Fire Along the Sky Page 133

No matter how patiently or firmly she explained that a fever was not a fire that could be suffocated, Mr. Whistler could do nothing less than swaddle a fevered man like a newborn. Usually Blue-Jay was able to stop Mr. Whistler by simply making sure that there were no blankets to spare, but this morning Daniel was wrapped as Hannah had swaddled him the day he was born in the middle of a February blizzard.

Without any effort at all she remembered the smell of him, the rosy slick skin, how hot he had felt in her arms, how he had quieted when she held him and spoke to him. How he had opened his eyes and looked at her, eyes green from the start under a mass of damp dark curls. Eyes as green as the sea.

When he was still an infant she had sometimes unwrapped him just to study the shape of his knees or wrists, the curve of his shoulders, the folds of skin at his neck. Her father's son, her brother.

Now if she were to unwrap him she would find the evidence of the lost battle that had brought him here. She had heard the story many times already, and no doubt would hear it again. Every time she had to contain her temper and impatience and listen as if she could never have enough of such things: messengers gone wrong, poorly marked trails, troops waylaid, ammunition lost in whitewater, failed maneuvers, flawed strategies, bullets spent and graves dug.
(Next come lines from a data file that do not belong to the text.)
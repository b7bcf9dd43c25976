//! # Network Document Parser
//!
//! This module implements the parser for causal network documents using the
//! Pest parser generator.
//!
//! The parser transforms source text into a typed AST without performing
//! semantic validation; use [`crate::validate::validate_network`] on the
//! result. Probabilities and declared table dimensions are parsed at parse
//! time, so a row token that is not a number fails here with a `ParseError`
//! carrying the document location; malformed rows are never silently
//! skipped.
//!
//! The grammar is defined in `grammar.pest` using Pest's PEG syntax.

use crate::ast::*;
use crate::errors::FrontendError;
use pest::Parser;
use pest_derive::Parser;

#[derive(Parser)]
#[grammar = "../grammar.pest"]
pub struct NetworkParser;

/// Parses a network document into an AST.
///
/// This is a pure syntactic parser. Structural consistency between the
/// three sections (shapes, references, acyclicity, row mass) is checked by
/// [`crate::validate::validate_network`].
///
/// # Arguments
///
/// * `source` - The complete document text
///
/// # Returns
///
/// * `Ok(NetworkAst)` - Successfully parsed document
/// * `Err(FrontendError::ParseError)` - Syntax error with location information
pub fn parse_network(source: &str) -> Result<NetworkAst, FrontendError> {
    let mut pairs = NetworkParser::parse(Rule::document, source)
        .map_err(|e| FrontendError::ParseError(e.to_string()))?;

    let document = pairs
        .next()
        .ok_or_else(|| FrontendError::ParseError("empty document".to_string()))?;
    debug_assert_eq!(document.as_rule(), Rule::document);

    let mut name = String::new();
    let mut variables = Vec::new();
    let mut parents = Vec::new();
    let mut cpts = Vec::new();

    for inner in document.into_inner() {
        if inner.as_rule() != Rule::network {
            continue;
        }
        for part in inner.into_inner() {
            match part.as_rule() {
                Rule::ident => name = part.as_str().to_string(),
                Rule::variables_section => {
                    for v in part.into_inner() {
                        variables.push(build_var(v)?);
                    }
                }
                Rule::graph_section => {
                    for p in part.into_inner() {
                        parents.push(build_parents(p));
                    }
                }
                Rule::cpt_section => {
                    for c in part.into_inner() {
                        cpts.push(build_cpt(c)?);
                    }
                }
                _ => {}
            }
        }
    }

    Ok(NetworkAst {
        name,
        variables,
        parents,
        cpts,
    })
}

fn build_var(pair: pest::iterators::Pair<Rule>) -> Result<VarDecl, FrontendError> {
    let mut name = String::new();
    let mut domain = Vec::new();
    for p in pair.into_inner() {
        match p.as_rule() {
            Rule::ident => name = p.as_str().to_string(),
            Rule::domain_list => {
                for value in p.into_inner() {
                    domain.push(value.as_str().to_string());
                }
            }
            _ => {}
        }
    }
    if domain.is_empty() {
        return Err(FrontendError::ParseError(format!(
            "variable '{}' has an empty domain",
            name
        )));
    }
    Ok(VarDecl { name, domain })
}

fn build_parents(pair: pest::iterators::Pair<Rule>) -> ParentsDecl {
    let mut child = String::new();
    let mut parents = Vec::new();
    for p in pair.into_inner() {
        match p.as_rule() {
            Rule::ident => child = p.as_str().to_string(),
            Rule::parent_list => {
                for parent in p.into_inner() {
                    parents.push(parent.as_str().to_string());
                }
            }
            _ => {}
        }
    }
    ParentsDecl { child, parents }
}

fn build_cpt(pair: pest::iterators::Pair<Rule>) -> Result<CptDecl, FrontendError> {
    let mut variable = String::new();
    let mut dims = Vec::with_capacity(2);
    let mut rows = Vec::new();
    for p in pair.into_inner() {
        match p.as_rule() {
            Rule::ident => variable = p.as_str().to_string(),
            Rule::integer => dims.push(parse_usize(p)?),
            Rule::row_decl => {
                let row = p
                    .into_inner()
                    .map(parse_number)
                    .collect::<Result<Vec<f64>, _>>()?;
                rows.push(row);
            }
            _ => {}
        }
    }
    let (declared_rows, declared_cols) = match dims.as_slice() {
        [r, c] => (*r, *c),
        _ => {
            return Err(FrontendError::ParseError(format!(
                "cpt '{}' is missing its rows/cols declaration",
                variable
            )))
        }
    };
    Ok(CptDecl {
        variable,
        declared_rows,
        declared_cols,
        rows,
    })
}

fn parse_usize(pair: pest::iterators::Pair<Rule>) -> Result<usize, FrontendError> {
    let (line, col) = pair.as_span().start_pos().line_col();
    pair.as_str().parse::<usize>().map_err(|_| {
        FrontendError::ParseError(format!(
            "invalid table dimension '{}' at {}:{}",
            pair.as_str(),
            line,
            col
        ))
    })
}

fn parse_number(pair: pest::iterators::Pair<Rule>) -> Result<f64, FrontendError> {
    let (line, col) = pair.as_span().start_pos().line_col();
    pair.as_str().parse::<f64>().map_err(|_| {
        FrontendError::ParseError(format!(
            "invalid probability '{}' at {}:{}",
            pair.as_str(),
            line,
            col
        ))
    })
}
//! # Margraf Core
//!
//! Determinization and marginalization engine for structural causal
//! models: rewrites stochastic mechanisms into seeded deterministic ones,
//! then eliminates the latent noise variables while preserving the induced
//! distribution over observables.

pub mod engine;

// Re-export commonly used types
pub use engine::determinize::{determinize, determinize_with};
pub use engine::errors::ExecError;
pub use engine::marginalize::marginalize;
pub use engine::model::{CausalModel, Cpt, Role, Variable};
pub use engine::query::{joint_table, probability, Event};
pub use engine::search::{find_seed, find_seed_with, is_degenerate, run_trial};

use margraf_frontend::{parse_network, serialize_network, validate_network, NetworkAst};

/// Parse and validate a network document.
///
/// This is a convenience function that combines parsing and validation,
/// converting frontend errors to core errors.
pub fn parse_and_validate(source: &str) -> Result<NetworkAst, ExecError> {
    let ast = parse_network(source)?;
    validate_network(&ast)?;
    Ok(ast)
}

/// Builds a determinized + marginalized document pair for an explicit seed.
///
/// Returns the serialized complete (deterministic, all variables) and
/// partial (observables only) documents. Nothing is written anywhere on
/// error, so a failing trial can never leave partial output behind.
pub fn build_pair(source: &str, seed: u64) -> Result<(String, String), ExecError> {
    let topology = parse_and_validate(source)?;
    let complete = determinize(&topology, seed)?;
    let partial = marginalize(&topology, &complete)?;
    Ok((serialize_network(&complete), serialize_network(&partial)))
}
#[cfg(test)]
mod tests {
    use std::cell::Cell;

    use super::*;
    use crate::test_utils::{assert_serialized_content, load_from_str};

    #[derive(Debug, Default)]
    struct Contact {
        core: PropertyCore,
        name: Option<String>,
        note: Option<String>,
        tags: u32,
    }

    impl ComplexProperty for Contact {
        fn core(&self) -> &PropertyCore {
            &self.core
        }

        fn read_attributes_from_xml(&mut self, reader: &EwsXmlReader<'_>) -> Result<(), Error> {
            self.tags = reader.read_attribute_value("Tags")?.unwrap_or_default();
            Ok(())
        }

        fn try_read_element_from_xml(&mut self, reader: &mut EwsXmlReader<'_>) -> Result<bool, Error> {
            match reader.local_name() {
                "Name" => self.name = Some(reader.read_element_value()?),
                _ => return Ok(false),
            }

            Ok(true)
        }

        fn try_read_element_from_xml_to_patch(
            &mut self,
            reader: &mut EwsXmlReader<'_>,
        ) -> Result<bool, Error> {
            self.try_read_element_from_xml(reader)
        }

        fn read_text_value_from_xml(&mut self, reader: &EwsXmlReader<'_>) -> Result<(), Error> {
            self.note = Some(reader.value().to_owned());
            Ok(())
        }

        fn write_attributes_to_xml<W: Write>(&self, writer: &mut EwsXmlWriter<W>) -> Result<(), Error> {
            writer.write_attribute_value("Tags", &self.tags)
        }

        fn write_elements_to_xml<W: Write>(&self, writer: &mut EwsXmlWriter<W>) -> Result<(), Error> {
            writer.write_optional_element_value(XmlNamespace::Types, "Name", self.name.as_ref())
        }
    }

    #[derive(Default)]
    struct Counter(Cell<usize>);

    impl ChangeListener for Counter {
        fn property_changed(&self) {
            self.0.set(self.0.get() + 1);
        }
    }

    #[test]
    fn guard_detects_real_changes_only() {
        assert!(can_set_field_value(&None, &Some(1)));
        assert!(can_set_field_value(&Some(1), &None));
        assert!(can_set_field_value(&Some(1), &Some(2)));
        assert!(!can_set_field_value(&Some(1), &Some(1)));
        assert!(!can_set_field_value::<u32>(&None, &None));
    }

    #[test]
    fn setters_notify_listeners_on_change() {
        let counter = Rc::new(Counter::default());
        let mut contact = Contact::default();
        contact.core.notifier().subscribe(&counter);

        assert!(contact.core.set_field(&mut contact.name, Some("Ada".to_owned())));
        assert!(!contact.core.set_field(&mut contact.name, Some("Ada".to_owned())));
        assert!(contact.core.set_value(&mut contact.tags, 3));
        assert_eq!(counter.0.get(), 2);

        contact.core.set_field_unchecked(&mut contact.tags, 3);
        assert_eq!(counter.0.get(), 3);

        contact.core.notifier().unsubscribe(&counter);
        contact.changed();
        assert_eq!(counter.0.get(), 3);
    }

    #[test]
    fn dropped_listeners_are_not_kept_alive() {
        let contact = Contact::default();
        let counter = Rc::new(Counter::default());
        contact.core.notifier().subscribe(&counter);
        drop(counter);

        // Must not panic or resurrect the listener.
        contact.changed();
        assert_eq!(contact.core.notifier().listeners.borrow().len(), 0);
    }

    #[test]
    fn load_populates_without_flagging_changes() {
        let counter = Rc::new(Counter::default());
        let xml = r#"<t:Contact Tags="7"><t:Name>Ada</t:Name><t:Unknown><t:Nested/></t:Unknown>a note</t:Contact>"#;

        let contact: Contact = load_from_str(xml, "Contact");
        contact.core.notifier().subscribe(&counter);

        assert_eq!(contact.name.as_deref(), Some("Ada"));
        assert_eq!(contact.note.as_deref(), Some("a note"));
        assert_eq!(contact.tags, 7);
        assert_eq!(counter.0.get(), 0);
    }

    #[test]
    fn patching_leaves_untouched_fields_alone() {
        let mut contact: Contact = load_from_str(
            r#"<t:Contact Tags="1"><t:Name>Ada</t:Name></t:Contact>"#,
            "Contact",
        );

        let patch = br#"<t:Contact Tags="1"/>"#;
        let mut reader = EwsXmlReader::new(patch);
        reader.read().unwrap();
        contact.update_from_xml(&mut reader, "Contact").unwrap();

        assert_eq!(contact.name.as_deref(), Some("Ada"));
        assert!(reader.is_end_element(XmlNamespace::Types, "Contact"));
    }

    #[test]
    fn mismatched_root_is_fatal() {
        let mut contact = Contact::default();
        let mut reader = EwsXmlReader::new(b"<t:Mailbox/>");
        reader.read().unwrap();

        assert!(matches!(
            contact.load_from_xml(&mut reader, "Contact"),
            Err(Error::UnexpectedElement { .. })
        ));
    }

    #[test]
    fn truncated_documents_are_fatal() {
        let mut contact = Contact::default();
        let mut reader = EwsXmlReader::new(b"<t:Contact><t:Name>Ada</t:Name>");
        reader.read().unwrap();

        assert!(contact.load_from_xml(&mut reader, "Contact").is_err());
    }

    #[test]
    fn write_round_trips_through_load() {
        let contact: Contact = load_from_str(
            r#"<t:Contact Tags="2"><t:Name>Ada</t:Name></t:Contact>"#,
            "Contact",
        );

        assert_serialized_content(
            &contact,
            "Contact",
            r#"<t:Contact Tags="2"><t:Name>Ada</t:Name></t:Contact>"#,
        );
    }

    #[test]
    fn namespace_can_be_reassigned() {
        let contact = Contact::default();
        contact.core.set_namespace(XmlNamespace::Messages);

        assert_serialized_content(&contact, "Contact", r#"<m:Contact Tags="0"/>"#);
    }
}
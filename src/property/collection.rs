/* This Source Code Form is subject to the terms of the Mozilla Public
 * License, v. 2.0. If a copy of the MPL was not distributed with this
 * file, You can obtain one at http://mozilla.org/MPL/2.0/. */

use std::{
    cell::RefCell,
    fmt,
    io::Write,
    rc::{Rc, Weak},
};

use crate::{
    property::{ChangeListener, ComplexProperty, PropertyCore, Shared},
    update::{PropertyDefinition, ServiceObject},
    xml::{EwsXmlReader, EwsXmlWriter, XmlNamespace, XmlNodeType},
    Error,
};

/// Describes the items a [`ComplexPropertyCollection`] holds and how they map
/// onto XML.
pub trait CollectionSchema {
    type Item: ComplexProperty + 'static;

    /// Creates an empty item for a child element of the collection, or `None`
    /// if the element isn't an item this collection holds.
    fn create_complex_property(&self, xml_element_name: &str) -> Option<Self::Item>;

    /// The element an item is written as.
    fn collection_item_xml_element_name(&self, item: &Self::Item) -> &'static str;

    /// Whether an item freshly created from an update element can stand in for
    /// an existing item.
    fn item_kind_matches(&self, candidate: &Self::Item, existing: &Self::Item) -> bool {
        self.collection_item_xml_element_name(candidate)
            == self.collection_item_xml_element_name(existing)
    }

    /// Whether the collection element is written when it holds no items.
    fn should_write_when_empty(&self) -> bool {
        false
    }

    fn write_item_to_xml<W: Write>(
        &self,
        writer: &mut EwsXmlWriter<W>,
        item: &Self::Item,
    ) -> Result<(), Error> {
        item.write_to_xml(writer, self.collection_item_xml_element_name(item))
    }

    fn validate(&self, items: &[Shared<Self::Item>]) -> Result<(), Error> {
        items.iter().try_for_each(|item| item.borrow().validate())
    }
}

struct ChangeLog<T> {
    added: Vec<Shared<T>>,
    modified: Vec<Shared<T>>,
    removed: Vec<Shared<T>>,
}

impl<T> Default for ChangeLog<T> {
    fn default() -> Self {
        Self {
            added: Vec::new(),
            modified: Vec::new(),
            removed: Vec::new(),
        }
    }
}

fn position_of<T>(list: &[Shared<T>], item: &Shared<T>) -> Option<usize> {
    list.iter().position(|candidate| Rc::ptr_eq(candidate, item))
}

fn remove_from<T>(list: &mut Vec<Shared<T>>, item: &Shared<T>) -> bool {
    match position_of(list, item) {
        Some(index) => {
            list.remove(index);
            true
        }
        None => false,
    }
}

/// The part of a collection its items report changes to.
struct CollectionState<T> {
    core: PropertyCore,
    log: RefCell<ChangeLog<T>>,
}

impl<T> CollectionState<T> {
    fn item_changed(&self, item: &Shared<T>) {
        {
            let mut log = self.log.borrow_mut();
            if position_of(&log.added, item).is_some() {
                // New items are written in full anyway.
                return;
            }

            if position_of(&log.modified, item).is_none() {
                log.modified.push(Rc::clone(item));
            }
        }

        self.core.changed();
    }
}

/// Links an item back to the collection containing it.
struct ItemLink<T> {
    item: Weak<RefCell<T>>,
    collection: Weak<CollectionState<T>>,
}

impl<T> ChangeListener for ItemLink<T> {
    fn property_changed(&self) {
        if let (Some(item), Some(collection)) = (self.item.upgrade(), self.collection.upgrade()) {
            collection.item_changed(&item);
        }
    }
}

/// An ordered collection of complex properties which records which items were
/// added, modified and removed since it was loaded or last saved.
///
/// Items are held as [`Shared`] handles and tracked by identity. Edits made
/// through an item's setters are picked up as long as the item is in the
/// collection. Handles must not be mutably borrowed while the collection is
/// being written or updated.
pub struct ComplexPropertyCollection<S: CollectionSchema> {
    schema: S,
    items: Vec<Shared<S::Item>>,
    state: Rc<CollectionState<S::Item>>,
}

impl<S: CollectionSchema> ComplexPropertyCollection<S> {
    pub fn new(schema: S) -> Self {
        Self {
            schema,
            items: Vec::new(),
            state: Rc::new(CollectionState {
                core: PropertyCore::default(),
                log: RefCell::new(ChangeLog::default()),
            }),
        }
    }

    pub fn schema(&self) -> &S {
        &self.schema
    }

    pub fn len(&self) -> usize {
        self.items.len()
    }

    pub fn is_empty(&self) -> bool {
        self.items.is_empty()
    }

    pub fn get(&self, index: usize) -> Option<&Shared<S::Item>> {
        self.items.get(index)
    }

    pub fn iter(&self) -> impl Iterator<Item = &Shared<S::Item>> {
        self.items.iter()
    }

    pub fn contains(&self, item: &Shared<S::Item>) -> bool {
        self.index_of(item).is_some()
    }

    pub fn index_of(&self, item: &Shared<S::Item>) -> Option<usize> {
        position_of(&self.items, item)
    }

    /// Adds an item, recording it as added. Re-adding an item which was
    /// removed since the last save cancels the removal instead.
    pub fn add(&mut self, item: Shared<S::Item>) -> Result<(), Error> {
        self.internal_add(item, false)
    }

    /// Wraps a new item in a handle and adds it.
    pub fn add_new(&mut self, item: S::Item) -> Shared<S::Item> {
        let item = Rc::new(RefCell::new(item));
        self.attach(&item);
        self.items.push(Rc::clone(&item));
        self.state.log.borrow_mut().added.push(Rc::clone(&item));
        self.changed();

        item
    }

    /// Removes an item. Returns `false` if it wasn't in the collection.
    pub fn remove(&mut self, item: &Shared<S::Item>) -> bool {
        match self.index_of(item) {
            Some(index) => {
                self.detach_at(index);
                true
            }
            None => false,
        }
    }

    pub fn remove_at(&mut self, index: usize) -> Result<Shared<S::Item>, Error> {
        if index >= self.items.len() {
            return Err(Error::IndexOutOfRange {
                index,
                len: self.items.len(),
            });
        }

        Ok(self.detach_at(index))
    }

    /// Removes every item, recording each removal.
    pub fn clear(&mut self) {
        while !self.items.is_empty() {
            self.detach_at(0);
        }
    }

    /// Forgets the pending change of a single item, e.g. once the server
    /// accepted it while other changes in the same batch failed.
    pub fn remove_from_change_log(&mut self, item: &Shared<S::Item>) {
        let mut log = self.state.log.borrow_mut();
        remove_from(&mut log.added, item);
        remove_from(&mut log.modified, item);
        remove_from(&mut log.removed, item);
    }

    pub fn added_items(&self) -> Vec<Shared<S::Item>> {
        self.state.log.borrow().added.clone()
    }

    pub fn modified_items(&self) -> Vec<Shared<S::Item>> {
        self.state.log.borrow().modified.clone()
    }

    pub fn removed_items(&self) -> Vec<Shared<S::Item>> {
        self.state.log.borrow().removed.clone()
    }

    pub fn has_changes(&self) -> bool {
        let log = self.state.log.borrow();
        !(log.added.is_empty() && log.modified.is_empty() && log.removed.is_empty())
    }

    /// Writes one `SetField` operation per added or modified item.
    pub fn write_set_update_to_xml<W: Write>(
        &self,
        writer: &mut EwsXmlWriter<W>,
        object: &ServiceObject,
        property: &PropertyDefinition,
    ) -> Result<(), Error> {
        let pending: Vec<_> = {
            let log = self.state.log.borrow();
            log.added.iter().chain(&log.modified).cloned().collect()
        };

        for item in pending {
            let item = item.borrow();
            if item.write_set_update_to_xml(writer, object, property)? {
                continue;
            }

            writer.write_start_element(XmlNamespace::Types, object.set_field_xml_element_name())?;
            property.write_to_xml(writer)?;
            writer.write_start_element(XmlNamespace::Types, object.xml_element_name())?;
            writer.write_start_element(self.namespace(), property.xml_element_name())?;
            self.schema.write_item_to_xml(writer, &item)?;
            writer.write_end_element()?;
            writer.write_end_element()?;
            writer.write_end_element()?;
        }

        Ok(())
    }

    /// Writes one `DeleteField` operation per removed item.
    pub fn write_delete_update_to_xml<W: Write>(
        &self,
        writer: &mut EwsXmlWriter<W>,
        object: &ServiceObject,
        property: &PropertyDefinition,
    ) -> Result<(), Error> {
        let removed = self.removed_items();

        for item in removed {
            if item.borrow().write_delete_update_to_xml(writer, object)? {
                continue;
            }

            writer.write_start_element(
                XmlNamespace::Types,
                object.delete_field_xml_element_name(),
            )?;
            property.write_to_xml(writer)?;
            writer.write_end_element()?;
        }

        Ok(())
    }

    /// Writes every pending change: sets for added and modified items, then
    /// deletes for removed ones.
    pub fn write_update_to_xml<W: Write>(
        &self,
        writer: &mut EwsXmlWriter<W>,
        object: &ServiceObject,
        property: &PropertyDefinition,
    ) -> Result<(), Error> {
        self.write_set_update_to_xml(writer, object, property)?;
        self.write_delete_update_to_xml(writer, object, property)
    }

    fn internal_add(&mut self, item: Shared<S::Item>, loading: bool) -> Result<(), Error> {
        if self.contains(&item) {
            return Err(Error::DuplicateItem);
        }

        self.attach(&item);
        self.items.push(Rc::clone(&item));

        if !loading {
            {
                let mut log = self.state.log.borrow_mut();
                if !remove_from(&mut log.removed, &item) {
                    log.added.push(item);
                }
            }

            self.changed();
        }

        Ok(())
    }

    fn detach_at(&mut self, index: usize) -> Shared<S::Item> {
        let item = self.items.remove(index);
        item.borrow().core().notifier().set_owner(None);

        {
            let mut log = self.state.log.borrow_mut();
            if !remove_from(&mut log.added, &item) {
                log.removed.push(Rc::clone(&item));
            }
            remove_from(&mut log.modified, &item);
        }

        self.changed();
        item
    }

    fn attach(&self, item: &Shared<S::Item>) {
        let link: Rc<dyn ChangeListener> = Rc::new(ItemLink {
            item: Rc::downgrade(item),
            collection: Rc::downgrade(&self.state),
        });
        item.borrow().core().notifier().set_owner(Some(link));
    }
}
And the result: her brother's body, a map of the war. Bruises from hip to neck, still dark over the broken ribs but otherwise faded to the yellow-green of a storm sky. Nicks and scratches and the bullet wound, raw and seeping.

The bullet in his side was what concerned her at the moment, but it was not what worried her most. She had dealt with wounds like this one so many times that she had a feel for them, and this one would not get the better of her. She would not allow it.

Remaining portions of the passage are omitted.